Protocol of the Session on September 8, 2010

Danke, Herr Rock. – Frau Cárdenas, ich darf Ihnen das Wort für die Fraktion DIE LINKE erteilen.

Herr Präsident, meine Damen und Herren! Vielleicht erst kurz eine Anmerkung zu Herrn Rock. Ich finde es immer interessant, zu hören, wann Sie die GEW für sich in Anspruch nehmen und zitieren und wann nicht. Gestern, als es die Demonstration zum Renteneintrittsalter ab 67 Jahre gab, da waren Sie nicht da. Das war eine Demonstration von der GEW. Dann sollten Sie vielleicht deren Forderungen genauer anschauen und mit unterstützen.

(Beifall bei der LINKEN – Holger Bellino (CDU): Es war gestern Landtag, Präsenzpflicht für Abgeordnete!)

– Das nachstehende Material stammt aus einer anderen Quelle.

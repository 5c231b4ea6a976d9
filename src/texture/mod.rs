//! Mipmapped textures and filtered sampling.
//!
//! A [`Texture`] is an ordered chain of [`MipLevel`]s. Level 0 holds the
//! caller-supplied image; [`Texture::generate_mips`] fills in the
//! successively half-resolution levels. Sampling comes in three flavours:
//!
//! - **Nearest**: the single closest texel of one level
//! - **Bilinear**: 2×2 texel interpolation within one level
//! - **Trilinear**: bilinear samples of the two levels bracketing a
//!   continuous level of detail, interpolated
//!
//! Texel centers sit at half-integer coordinates: `u = 0` is the left edge of
//! texel 0, `u = 1` the right edge of the last texel. Lookups outside the
//! level clamp to the edge texels.
//!
//! # References
//!
//! - Williams, L. (1983). "Pyramidal Parametrics." SIGGRAPH '83.

mod mipmap;
mod sampler;

use crate::color::{Color, Rgba};
use crate::error::{Error, Result};
use crate::framebuffer::{mean_rgba, BYTES_PER_PIXEL};

/// Upper bound on the number of levels in a mip chain, level 0 included.
///
/// Enough for a 8192×8192 base image.
pub const MAX_MIP_LEVELS: usize = 14;

/// Texture filtering mode.
#[derive(Debug, Clone, Copy, PartialEq, Eq, Default)]
#[cfg_attr(feature = "serde", derive(serde::Serialize, serde::Deserialize))]
pub enum Filter {
    /// Nearest texel of level 0.
    Nearest,
    /// Bilinear interpolation within level 0.
    Bilinear,
    /// Bilinear samples of two adjacent levels, interpolated by level of detail.
    #[default]
    Trilinear,
}

/// One level of a mip chain: `width × height` RGBA texels, row-major.
#[derive(Debug, Clone, PartialEq, Eq)]
pub struct MipLevel {
    width: u32,
    height: u32,
    texels: Vec<u8>,
}

impl MipLevel {
    /// Create a level from raw RGBA texels.
    ///
    /// # Errors
    ///
    /// Returns an error if a dimension is zero or `texels` is not exactly
    /// `4 * width * height` bytes.
    pub fn new(width: u32, height: u32, texels: Vec<u8>) -> Result<Self> {
        if width == 0 || height == 0 {
            return Err(Error::InvalidDimensions { width, height });
        }
        let expected = (width as usize) * (height as usize) * BYTES_PER_PIXEL;
        if texels.len() != expected {
            return Err(Error::TexelDataMismatch {
                expected,
                actual: texels.len(),
            });
        }
        Ok(Self {
            width,
            height,
            texels,
        })
    }

    /// Width in texels.
    #[must_use]
    pub const fn width(&self) -> u32 {
        self.width
    }

    /// Height in texels.
    #[must_use]
    pub const fn height(&self) -> u32 {
        self.height
    }

    /// Raw RGBA texel data.
    #[must_use]
    pub fn texels(&self) -> &[u8] {
        &self.texels
    }

    /// Texel at `(x, y)`, or `None` if out of bounds.
    #[must_use]
    pub fn texel(&self, x: u32, y: u32) -> Option<Rgba> {
        if x >= self.width || y >= self.height {
            return None;
        }
        let idx = self.texel_index(x, y);
        Some(Rgba::from_array([
            self.texels[idx],
            self.texels[idx + 1],
            self.texels[idx + 2],
            self.texels[idx + 3],
        ]))
    }

    /// Texel at `(x, y)` with clamp-to-edge addressing.
    #[inline]
    pub(crate) fn texel_clamped(&self, x: i64, y: i64) -> Color {
        let x = x.clamp(0, i64::from(self.width) - 1) as u32;
        let y = y.clamp(0, i64::from(self.height) - 1) as u32;
        let idx = self.texel_index(x, y);
        Color::from_rgba8(Rgba::from_array([
            self.texels[idx],
            self.texels[idx + 1],
            self.texels[idx + 2],
            self.texels[idx + 3],
        ]))
    }

    /// Mean texel color, normalized to `[0, 1]`.
    #[must_use]
    pub fn mean_color(&self) -> Color {
        mean_rgba(&self.texels)
    }

    #[inline]
    fn texel_index(&self, x: u32, y: u32) -> usize {
        ((y as usize) * (self.width as usize) + (x as usize)) * BYTES_PER_PIXEL
    }
}

/// A texture: a mip chain whose level 0 is the source image.
#[derive(Debug, Clone, PartialEq, Eq)]
pub struct Texture {
    mipmap: Vec<MipLevel>,
}

impl Texture {
    /// Create an unmipped texture from level-0 RGBA texels (row-major).
    ///
    /// Call [`Texture::generate_mips`] before trilinear sampling.
    ///
    /// # Errors
    ///
    /// Returns an error if a dimension is zero or the texel count does not
    /// match.
    pub fn from_rgba(width: u32, height: u32, texels: Vec<u8>) -> Result<Self> {
        Ok(Self {
            mipmap: vec![MipLevel::new(width, height, texels)?],
        })
    }

    /// Create an unmipped texture filled with one color.
    pub fn solid(width: u32, height: u32, color: Rgba) -> Result<Self> {
        let count = (width as usize) * (height as usize);
        let texels = color.to_array().repeat(count);
        Self::from_rgba(width, height, texels)
    }

    /// Create an unmipped checkerboard texture with square cells of `cell`
    /// texels, starting with `even` in the top-left corner.
    pub fn checkerboard(width: u32, height: u32, cell: u32, even: Rgba, odd: Rgba) -> Result<Self> {
        let cell = cell.max(1);
        let mut texels = Vec::with_capacity((width as usize) * (height as usize) * BYTES_PER_PIXEL);
        for y in 0..height {
            for x in 0..width {
                let color = if (x / cell + y / cell) % 2 == 0 { even } else { odd };
                texels.extend_from_slice(&color.to_array());
            }
        }
        Self::from_rgba(width, height, texels)
    }

    /// Width of level 0.
    #[must_use]
    pub fn width(&self) -> u32 {
        self.mipmap[0].width
    }

    /// Height of level 0.
    #[must_use]
    pub fn height(&self) -> u32 {
        self.mipmap[0].height
    }

    /// Number of levels in the chain (at least 1).
    #[must_use]
    pub fn level_count(&self) -> usize {
        self.mipmap.len()
    }

    /// Level `index`, or `None` if outside the chain.
    #[must_use]
    pub fn level(&self, index: usize) -> Option<&MipLevel> {
        self.mipmap.get(index)
    }

    /// All levels, finest first.
    #[must_use]
    pub fn levels(&self) -> &[MipLevel] {
        &self.mipmap
    }

    /// Whether the chain reaches as far down as mip generation would take it.
    #[must_use]
    pub fn is_mipmapped(&self) -> bool {
        self.mipmap.len() >= full_chain_len(self.width(), self.height())
    }
}

/// Levels in a complete chain for a `width × height` base, level 0 included.
fn full_chain_len(width: u32, height: u32) -> usize {
    let sub_levels = width.max(height).max(1).ilog2() as usize;
    (sub_levels + 1).min(MAX_MIP_LEVELS)
}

Meine Damen und Herren,ich mache es kurz.Wir können beiden Initiativen zustimmen. Der Gesetzentwurf der SPD scheint uns eine unbürokratische und sinnvolle Möglichkeit zu sein, Schülerinnen und Schülern aus einkommensschwachen Familien, die die gymnasiale Oberstufe oder einen zweijährigen Bildungsgang zum Erwerb der Fachhochschulreife besuchen wollen

(Zurufe von der CDU)

können Sie nicht einmal zuhören, Herr Bellino? –,

(Holger Bellino (CDU): Ich bin kein Bauchredner, ich habe nichts gesagt! – Heiterkeit)

als zumindest symbolischen Ausgleich für ihre materielle und strukturelle Benachteiligung 50 oder 100 c zukommen zu lassen. Beim Antrag der GRÜNEN haben wir es vor allem mit einer Absichtserklärung zu tun, die nichts kostet und die die Verantwortung der hessischen Probleme nach Berlin delegiert, also eine Luftnummer, die niemandem wirklich hilft, aber auch niemandem schadet, sodass diese Absichtserklärung von uns durchaus unterstützt werden kann.

(Mathias Wagner (Taunus) (BÜNDNIS 90/DIE GRÜNEN): Und das von einer Partei, deren Leitthema Hartz IV ist! Das ist wohl der Hammer!)

Das grundlegende Problem bei den Beförderungskosten für alle hessischen Schülerinnen und Schüler lautet: Die Kosten werden nun bis zur 10. Klasse und in G-8-Bildungsgängen nur bis zum Abschluss der 9. Klasse übernommen.

Gewerkschaften, Schüler- und Elternvertretungen haben dies immer wieder thematisiert und eine Lösung angemahnt. Erst im April dieses Jahres wandte sich der Landeselternbeirat an alle Fraktionen, die Regierung und die Öffentlichkeit und forderte, die Schülerbeförderungskosten für alle Schülerinnen und Schüler bis zum Ende der Schulausbildung vollständig zu übernehmen und jegliche Benachteiligung für Schülerinnen und Schüler aufgrund ihres Wohnortes auszuschließen, unabhängig von der gewählten Schulform und dem angestrebten Schulabschluss.

(Beifall bei der LINKEN)

Es gibt weitere damit im Zusammenhang stehende Punkte: Die massiven Sicherheitsmängel an hessischen Schulbussen sind noch ebenso wenig thematisiert wie die Feststellung des Landeselternbeirats,dass die Regelungen für die Schülerbeförderung in Hessen generell nicht mehr zeitgemäß seien. Deswegen fordert der Landeselternbeirat neben dem Gesagten auch eine zeitgemäße Anpassung der Bedingungen, um die Schülerbeförderung wieder akzeptabel zu gestalten. Gemeint sind hier neben vielem anderen eine Änderung der Entfernungsgrenze, eine Begrenzung der Fahrzeiten usw.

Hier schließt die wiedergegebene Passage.